Standard Deviation, Root Mean Square and the Central Moments (Statistics in Erlang part 3)
August 10, 2008 Erlang, Math, Programming, Statistics, Tools and Libraries 4 Comments[digg-reddit-me]These are standard statistical tools for measuring differences, drift and error within sets, as well as Kth moments about the mean. Central moments are also the building blocks of skewness and kurtosis, which are covered in a later post. Root mean square is particularly useful as a measure of set error. Standard deviation is great for figuring out how much spread/differentiation there is within a set.
This code requires the arithmetic mean stuff from Statistics in Erlang part 1. There’s interesting, unrelated stuff in Part 2.
As usual, this code is part of the ScUtil library. ScUtil is free and MIT license, because the GPL is evil.
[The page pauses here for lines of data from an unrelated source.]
use std::time::Duration;

use async_trait::async_trait;
use reqwest::{Client, StatusCode};
use serde::{Deserialize, Serialize};

use super::{LlmError, LlmService};

/// Client for the local Ollama HTTP API.
///
/// One instance is configured per model role; the pipeline builds four of
/// these (extractor, doctrine, embedding, glyph repair).
pub struct OllamaClient {
    client: Client,
    base_url: String,
    model: String,
}

#[derive(Serialize)]
struct GenerateRequest<'a> {
    model: &'a str,
    prompt: &'a str,
    #[serde(skip_serializing_if = "Option::is_none")]
    system: Option<&'a str>,
    stream: bool,
    options: GenerateOptions,
}

#[derive(Serialize)]
struct GenerateOptions {
    temperature: f32,
    num_predict: i32,
}

#[derive(Deserialize)]
struct GenerateResponse {
    response: String,
}

#[derive(Serialize)]
struct EmbedRequest<'a> {
    model: &'a str,
    input: EmbedInput<'a>,
}

#[derive(Serialize)]
#[serde(untagged)]
enum EmbedInput<'a> {
    Single(&'a str),
    Batch(&'a [String]),
}

/// Ollama has returned both shapes across versions; accept either.
#[derive(Deserialize)]
struct EmbedResponse {
    #[serde(default)]
    embeddings: Option<Vec<Vec<f32>>>,
    #[serde(default)]
    embedding: Option<Vec<f32>>,
}

impl OllamaClient {
    pub fn new(base_url: &str, model: &str) -> Self {
        Self {
            client: Client::new(),
            base_url: base_url.trim_end_matches('/').to_string(),
            model: model.to_string(),
        }
    }

    #[allow(dead_code)]
    pub fn model(&self) -> &str {
        &self.model
    }

    fn classify_send_error(e: reqwest::Error, timeout: Duration) -> LlmError {
        if e.is_timeout() {
            LlmError::Timeout(timeout)
        } else {
            LlmError::Transport(e.to_string())
        }
    }

    async fn check_status(response: reqwest::Response) -> Result<reqwest::Response, LlmError> {
        let status = response.status();
        if status == StatusCode::TOO_MANY_REQUESTS || status == StatusCode::SERVICE_UNAVAILABLE {
            return Err(LlmError::RateLimited);
        }
        if !status.is_success() {
            let body = response.text().await.unwrap_or_default();
            return Err(LlmError::Http {
                status: status.as_u16(),
                body,
            });
        }
        Ok(response)
    }

    async fn embed_request(
        &self,
        input: EmbedInput<'_>,
        timeout: Duration,
    ) -> Result<EmbedResponse, LlmError> {
        let request = EmbedRequest {
            model: &self.model,
            input,
        };

        let response = self
            .client
            .post(format!("{}/api/embed", self.base_url))
            .timeout(timeout)
            .json(&request)
            .send()
            .await
            .map_err(|e| Self::classify_send_error(e, timeout))?;

        let response = Self::check_status(response).await?;
        response
            .json::<EmbedResponse>()
            .await
            .map_err(|e| LlmError::Transport(e.to_string()))
    }
}

#[async_trait]
impl LlmService for OllamaClient {
    async fn generate(
        &self,
        system: Option<&str>,
        prompt: &str,
        timeout: Duration,
    ) -> Result<String, LlmError> {
        let request = GenerateRequest {
            model: &self.model,
            prompt,
            system,
            stream: false,
            options: GenerateOptions {
                temperature: 0.0,
                num_predict: 4096,
            },
        };

        let response = self
            .client
            .post(format!("{}/api/generate", self.base_url))
            .timeout(timeout)
            .json(&request)
            .send()
            .await
            .map_err(|e| Self::classify_send_error(e, timeout))?;

        let response = Self::check_status(response).await?;
        let body: GenerateResponse = response
            .json()
            .await
            .map_err(|e| LlmError::Transport(e.to_string()))?;

        Ok(body.response)
    }

    async fn embed(&self, text: &str, timeout: Duration) -> Result<Vec<f32>, LlmError> {
        let body = self.embed_request(EmbedInput::Single(text), timeout).await?;
        if let Some(single) = body.embedding {
            return Ok(single);
        }
        body.embeddings
            .and_then(|mut v| if v.is_empty() { None } else { Some(v.remove(0)) })
            .ok_or_else(|| LlmError::InvalidJson("embed response had no vector".into()))
    }

    async fn embed_batch(
        &self,
        texts: &[String],
        timeout: Duration,
    ) -> Result<Vec<Vec<f32>>, LlmError> {
        if texts.is_empty() {
            return Ok(vec![]);
        }
        let body = self.embed_request(EmbedInput::Batch(texts), timeout).await?;
        let vectors = match (body.embeddings, body.embedding) {
            (Some(batch), _) => batch,
            (None, Some(single)) => vec![single],
            (None, None) => {
                return Err(LlmError::InvalidJson("embed response had no vectors".into()));
            }
        };
        if vectors.len() != texts.len() {
            return Err(LlmError::InvalidJson(format!(
                "embed batch size mismatch: sent {}, got {}",
                texts.len(),
                vectors.len()
            )));
        }
        Ok(vectors)
    }

    fn name(&self) -> &'static str {
        "ollama"
    }
}

#[cfg(test)]
mod tests {
    use super::*;

    #[test]
    fn test_base_url_trailing_slash_trimmed() {
        let client = OllamaClient::new("http://localhost:11434/", "nomic-embed-text");
        assert_eq!(client.base_url, "http://localhost:11434");
        assert_eq!(client.model(), "nomic-embed-text");
    }

    #[test]
    fn test_embed_response_both_shapes() {
        let batched: EmbedResponse =
            serde_json::from_str(r#"{"embeddings":[[0.1,0.2],[0.3,0.4]]}"#).unwrap();
        assert_eq!(batched.embeddings.unwrap().len(), 2);

        let single: EmbedResponse = serde_json::from_str(r#"{"embedding":[0.5,0.6]}"#).unwrap();
        assert_eq!(single.embedding.unwrap(), vec![0.5, 0.6]);
    }

    #[test]
    fn test_embed_input_serialization() {
        let single = serde_json::to_value(EmbedInput::Single("hello")).unwrap();
        assert_eq!(single, serde_json::json!("hello"));

        let texts = vec!["a".to_string(), "b".to_string()];
        let batch = serde_json::to_value(EmbedInput::Batch(&texts)).unwrap();
        assert_eq!(batch, serde_json::json!(["a", "b"]));
    }
}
This implements issue 128. This implements issue 138. This finishes implementing issue 119.
std_deviation(Values) when is_list(Values) ->
Mean = arithmetic_mean(Values),
math:sqrt(arithmetic_mean([ (Val-Mean)*(Val-Mean) || Val <- Values ])).
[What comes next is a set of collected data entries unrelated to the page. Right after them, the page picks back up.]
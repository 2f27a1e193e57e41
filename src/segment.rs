//! Chapter segmentation.
//!
//! The streaming pass feeds the LLM one page at a time together with the
//! tail of the chapter buffer and asks for a boundary decision. Decisions
//! are cached by content hash. When the streaming pass collapses a long
//! book into a single chapter, a heading-regex fallback takes over.

use std::path::{Path, PathBuf};
use std::sync::LazyLock;
use std::time::Duration;

use regex::Regex;
use serde::{Deserialize, Serialize};
use tracing::{debug, warn};

use crate::llm::{generate_json, prompts, LlmService};
use crate::text::sha256_hex;

/// Per-decision LLM timeout.
const SPLIT_TIMEOUT: Duration = Duration::from_secs(120);

/// How much buffer tail / page head the LLM sees per decision.
const DECISION_WINDOW_CHARS: usize = 4_000;

/// One chapter of a book. Indices are dense from 1; the id is a stable
/// content hash of the raw text.
#[derive(Debug, Clone, Serialize, Deserialize)]
pub struct Chapter {
    pub chapter_index: usize,
    pub chapter_id: String,
    pub chapter_title: Option<String>,
    pub raw_text: String,
}

impl Chapter {
    fn from_text(index: usize, title: Option<String>, text: &str) -> Self {
        Self {
            chapter_index: index,
            chapter_id: sha256_hex(text),
            chapter_title: title,
            raw_text: text.to_string(),
        }
    }
}

#[derive(Debug, Clone, Copy, PartialEq, Eq, Deserialize)]
#[serde(rename_all = "snake_case")]
enum Boundary {
    StartNewChapter,
    ContinueChapter,
    EndChapter,
}

#[derive(Debug, Deserialize)]
struct BoundaryDecision {
    decision: Boundary,
    #[serde(default)]
    #[allow(dead_code)]
    confidence: f32,
}

pub struct ChapterSegmenter<'a> {
    client: &'a dyn LlmService,
    cache_dir: PathBuf,
}

impl<'a> ChapterSegmenter<'a> {
    pub fn new(client: &'a dyn LlmService, cache_dir: &Path) -> Self {
        Self {
            client,
            cache_dir: cache_dir.join("decisions"),
        }
    }

    /// Streaming LLM-driven split. Pages are consumed in reading order and
    /// each page lands in exactly one chapter. The result is never empty.
    pub async fn split<F>(
        &self,
        pages: &[String],
        book_title: &str,
        mut on_page: F,
    ) -> Vec<Chapter>
    where
        F: FnMut(usize, usize),
    {
        let mut chapters: Vec<Chapter> = Vec::new();
        let mut buffer = String::new();

        for (page_no, page) in pages.iter().enumerate() {
            on_page(page_no + 1, pages.len());

            let page_text = page.trim();
            if page_text.is_empty() {
                buffer.push_str("\n\u{c}\n");
                continue;
            }

            let decision = self.boundary_decision(&buffer, page_text).await;

            match decision {
                Boundary::StartNewChapter => {
                    flush(&mut chapters, &mut buffer);
                    buffer = page_text.to_string();
                }
                Boundary::EndChapter => {
                    buffer.push_str("\n\u{c}\n");
                    buffer.push_str(page_text);
                    flush(&mut chapters, &mut buffer);
                }
                Boundary::ContinueChapter => {
                    buffer.push_str("\n\u{c}\n");
                    buffer.push_str(page_text);
                }
            }
        }

        flush(&mut chapters, &mut buffer);

        if chapters.is_empty() {
            let joined = pages.join("\n\u{c}\n");
            chapters.push(Chapter::from_text(1, Some(book_title.to_string()), &joined));
        }

        chapters
    }

    async fn boundary_decision(&self, buffer: &str, page_text: &str) -> Boundary {
        let tail: String = tail_chars(buffer, DECISION_WINDOW_CHARS);
        let head: String = page_text.chars().take(DECISION_WINDOW_CHARS).collect();
        let user_prompt = prompts::chapter_boundary_user_prompt(&tail, &head);

        let cache_key = sha256_hex(&format!(
            "{}{}",
            prompts::CHAPTER_BOUNDARY_SYSTEM_PROMPT,
            user_prompt
        ));
        let cache_path = self.cache_dir.join(format!("{cache_key}.json"));

        if let Some(decision) = read_cached_decision(&cache_path) {
            debug!("boundary decision cache hit");
            return decision.decision;
        }

        match generate_json(
            self.client,
            prompts::CHAPTER_BOUNDARY_SYSTEM_PROMPT,
            &user_prompt,
            SPLIT_TIMEOUT,
        )
        .await
        {
            Ok(value) => match serde_json::from_value::<BoundaryDecision>(value.clone()) {
                Ok(decision) => {
                    cache_decision(&self.cache_dir, &cache_path, &value);
                    decision.decision
                }
                Err(e) => {
                    warn!("unparseable boundary decision ({e}); defaulting to continue");
                    Boundary::ContinueChapter
                }
            },
            Err(e) => {
                warn!("boundary decision failed ({e}); defaulting to continue");
                Boundary::ContinueChapter
            }
        }
    }
}

fn flush(chapters: &mut Vec<Chapter>, buffer: &mut String) {
    let text = buffer.trim();
    if text.is_empty() {
        buffer.clear();
        return;
    }
    chapters.push(Chapter::from_text(chapters.len() + 1, None, text));
    buffer.clear();
}

fn tail_chars(s: &str, n: usize) -> String {
    let count = s.chars().count();
    if count <= n {
        return s.to_string();
    }
    s.chars().skip(count - n).collect()
}

fn read_cached_decision(path: &Path) -> Option<BoundaryDecision> {
    let content = std::fs::read_to_string(path).ok()?;
    serde_json::from_str(&content).ok()
}

fn cache_decision(dir: &Path, path: &Path, value: &serde_json::Value) {
    if std::fs::create_dir_all(dir)
        .and_then(|_| std::fs::write(path, value.to_string()))
        .is_err()
    {
        warn!("failed to cache boundary decision");
    }
}

static HEADING_PATTERNS: LazyLock<Vec<Regex>> = LazyLock::new(|| {
    [
        r"(?m)^(THE\s+[A-Z ]+BOOK)\b",
        r"(?m)^(BOOK\s+[IVXLCDM]+)\b",
        r"(?m)^(CHAPTER\s+\d+)\b",
        r"(?m)^(THE\s+[A-Z]+)\b",
    ]
    .iter()
    .map(|p| Regex::new(p).expect("static regex"))
    .collect()
});

/// Fallback splitter matching heading patterns such as `BOOK II` or
/// `CHAPTER 1`. Used when the streaming pass yields a single chapter for a
/// book long enough that this is implausible.
pub fn fallback_split_by_headings(text: &str) -> Vec<Chapter> {
    if text.trim().is_empty() {
        return vec![];
    }

    let mut positions: Vec<usize> = HEADING_PATTERNS
        .iter()
        .flat_map(|re| re.find_iter(text).map(|m| m.start()))
        .collect();
    positions.sort_unstable();
    positions.dedup();

    if positions.len() <= 1 {
        return vec![Chapter::from_text(1, None, text)];
    }

    positions.push(text.len());
    let mut chapters = Vec::new();
    for window in positions.windows(2) {
        let chunk = text[window[0]..window[1]].trim();
        if chunk.is_empty() {
            continue;
        }
        chapters.push(Chapter::from_text(chapters.len() + 1, None, chunk));
    }

    if chapters.is_empty() {
        chapters.push(Chapter::from_text(1, None, text));
    }

    chapters
}

#[cfg(test)]
mod tests {
    use super::*;
    use async_trait::async_trait;
    use std::sync::Mutex;
    use tempfile::tempdir;

    use crate::llm::LlmError;

    /// Stub that replays a scripted sequence of boundary decisions.
    struct ScriptedSplitter {
        responses: Mutex<Vec<String>>,
    }

    impl ScriptedSplitter {
        fn new(responses: Vec<&str>) -> Self {
            Self {
                responses: Mutex::new(responses.into_iter().rev().map(String::from).collect()),
            }
        }
    }

    #[async_trait]
    impl LlmService for ScriptedSplitter {
        async fn generate(
            &self,
            _system: Option<&str>,
            _prompt: &str,
            _timeout: Duration,
        ) -> Result<String, LlmError> {
            let mut responses = self.responses.lock().unwrap();
            Ok(responses
                .pop()
                .unwrap_or_else(|| r#"{"decision":"continue_chapter","confidence":0.0}"#.into()))
        }

        async fn embed(&self, _text: &str, _timeout: Duration) -> Result<Vec<f32>, LlmError> {
            unimplemented!()
        }

        async fn embed_batch(
            &self,
            _texts: &[String],
            _timeout: Duration,
        ) -> Result<Vec<Vec<f32>>, LlmError> {
            unimplemented!()
        }

        fn name(&self) -> &'static str {
            "scripted"
        }
    }

    fn pages(texts: &[&str]) -> Vec<String> {
        texts.iter().map(|t| t.to_string()).collect()
    }

    #[tokio::test]
    async fn test_start_new_chapter_flushes_buffer() {
        let dir = tempdir().unwrap();
        let client = ScriptedSplitter::new(vec![
            r#"{"decision":"continue_chapter","confidence":0.9}"#,
            r#"{"decision":"continue_chapter","confidence":0.9}"#,
            r#"{"decision":"start_new_chapter","confidence":0.95}"#,
            r#"{"decision":"continue_chapter","confidence":0.9}"#,
        ]);
        let segmenter = ChapterSegmenter::new(&client, dir.path());

        let chapters = segmenter
            .split(
                &pages(&["intro text", "more intro", "CHAPTER 1 begins", "body"]),
                "book",
                |_, _| {},
            )
            .await;

        assert_eq!(chapters.len(), 2);
        assert!(chapters[0].raw_text.contains("intro text"));
        assert!(chapters[1].raw_text.starts_with("CHAPTER 1"));
    }

    #[tokio::test]
    async fn test_indices_dense_and_ids_stable() {
        let dir = tempdir().unwrap();
        let client = ScriptedSplitter::new(vec![
            r#"{"decision":"continue_chapter","confidence":0.9}"#,
            r#"{"decision":"end_chapter","confidence":0.9}"#,
            r#"{"decision":"start_new_chapter","confidence":0.9}"#,
        ]);
        let segmenter = ChapterSegmenter::new(&client, dir.path());

        let chapters = segmenter
            .split(&pages(&["one", "two", "three"]), "book", |_, _| {})
            .await;

        assert_eq!(chapters.len(), 2);
        for (i, ch) in chapters.iter().enumerate() {
            assert_eq!(ch.chapter_index, i + 1);
            assert_eq!(ch.chapter_id, sha256_hex(&ch.raw_text));
        }
    }

    #[tokio::test]
    async fn test_unparseable_output_defaults_to_continue() {
        let dir = tempdir().unwrap();
        let client = ScriptedSplitter::new(vec![
            "this is not json",
            r#"{"wrong_key": true}"#,
        ]);
        let segmenter = ChapterSegmenter::new(&client, dir.path());

        let chapters = segmenter.split(&pages(&["a", "b"]), "book", |_, _| {}).await;
        assert_eq!(chapters.len(), 1);
    }

    #[tokio::test]
    async fn test_empty_pages_need_no_llm_call() {
        let dir = tempdir().unwrap();
        // only one scripted response; blank pages must not consume any
        let client = ScriptedSplitter::new(vec![
            r#"{"decision":"continue_chapter","confidence":0.5}"#,
        ]);
        let segmenter = ChapterSegmenter::new(&client, dir.path());

        let chapters = segmenter
            .split(&pages(&["", "  ", "actual content"]), "book", |_, _| {})
            .await;
        assert_eq!(chapters.len(), 1);
        assert!(chapters[0].raw_text.contains("actual content"));
    }

    #[tokio::test]
    async fn test_result_never_empty() {
        let dir = tempdir().unwrap();
        let client = ScriptedSplitter::new(vec![]);
        let segmenter = ChapterSegmenter::new(&client, dir.path());

        let chapters = segmenter.split(&pages(&["", ""]), "mybook", |_, _| {}).await;
        assert_eq!(chapters.len(), 1);
        assert_eq!(chapters[0].chapter_title.as_deref(), Some("mybook"));
    }

    #[tokio::test]
    async fn test_decision_cache_hit_skips_llm() {
        let dir = tempdir().unwrap();
        let client = ScriptedSplitter::new(vec![
            r#"{"decision":"start_new_chapter","confidence":0.9}"#,
        ]);
        {
            let segmenter = ChapterSegmenter::new(&client, dir.path());
            segmenter.split(&pages(&["same page"]), "book", |_, _| {}).await;
        }
        // second run: scripted responses exhausted, so a cache miss would
        // fall back to continue_chapter; a hit replays start_new_chapter
        let client2 = ScriptedSplitter::new(vec![]);
        let segmenter = ChapterSegmenter::new(&client2, dir.path());
        let chapters = segmenter.split(&pages(&["same page"]), "book", |_, _| {}).await;
        assert_eq!(chapters.len(), 1);
        assert_eq!(chapters[0].raw_text, "same page");
    }

    // ── fallback splitter ───────────────────────────────────────────────

    #[test]
    fn test_fallback_splits_on_book_headings() {
        let text = "BOOK I\nFirst book content here.\n\nBOOK II\nSecond book content.\n\nBOOK III\nThird book content.";
        let chapters = fallback_split_by_headings(text);
        assert_eq!(chapters.len(), 3);
        assert!(chapters[0].raw_text.starts_with("BOOK I"));
        assert!(chapters[2].raw_text.starts_with("BOOK III"));
    }

    #[test]
    fn test_fallback_splits_on_chapter_headings() {
        let text = "CHAPTER 1\nalpha\n\nCHAPTER 2\nbeta";
        let chapters = fallback_split_by_headings(text);
        assert_eq!(chapters.len(), 2);
    }

    #[test]
    fn test_fallback_single_chapter_when_no_headings() {
        let text = "no headings anywhere in this text";
        let chapters = fallback_split_by_headings(text);
        assert_eq!(chapters.len(), 1);
        assert_eq!(chapters[0].chapter_index, 1);
    }

    #[test]
    fn test_fallback_empty_text() {
        assert!(fallback_split_by_headings("  ").is_empty());
    }
}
root_mean_square(List) when is_list(List) ->
math:sqrt(arithmetic_mean([ Val*Val || Val <- List ])).
central_moments(Items) ->
Cnt = length(Items),
Mean = lists:sum(Items) / Cnt,
TFun = fun(X) ->
Base = X-Mean, B2=Base*Base, B3=B2*Base, B4=B3*Base, {B2,B3,B4}
end,
collapse_central_moments(Cnt, [ TFun(I) || I <- Items ], {0,0,0}).
collapse_central_moments(N, [], {WM2, WM3, WM4}) ->
{ WM2/N, WM3/N, WM4/N };
collapse_central_moments(N, [{I2,I3,I4}|Rem], {WM2, WM3, WM4}) ->
collapse_central_moments(N, Rem, {I2+WM2, I3+WM3, I4+WM4}).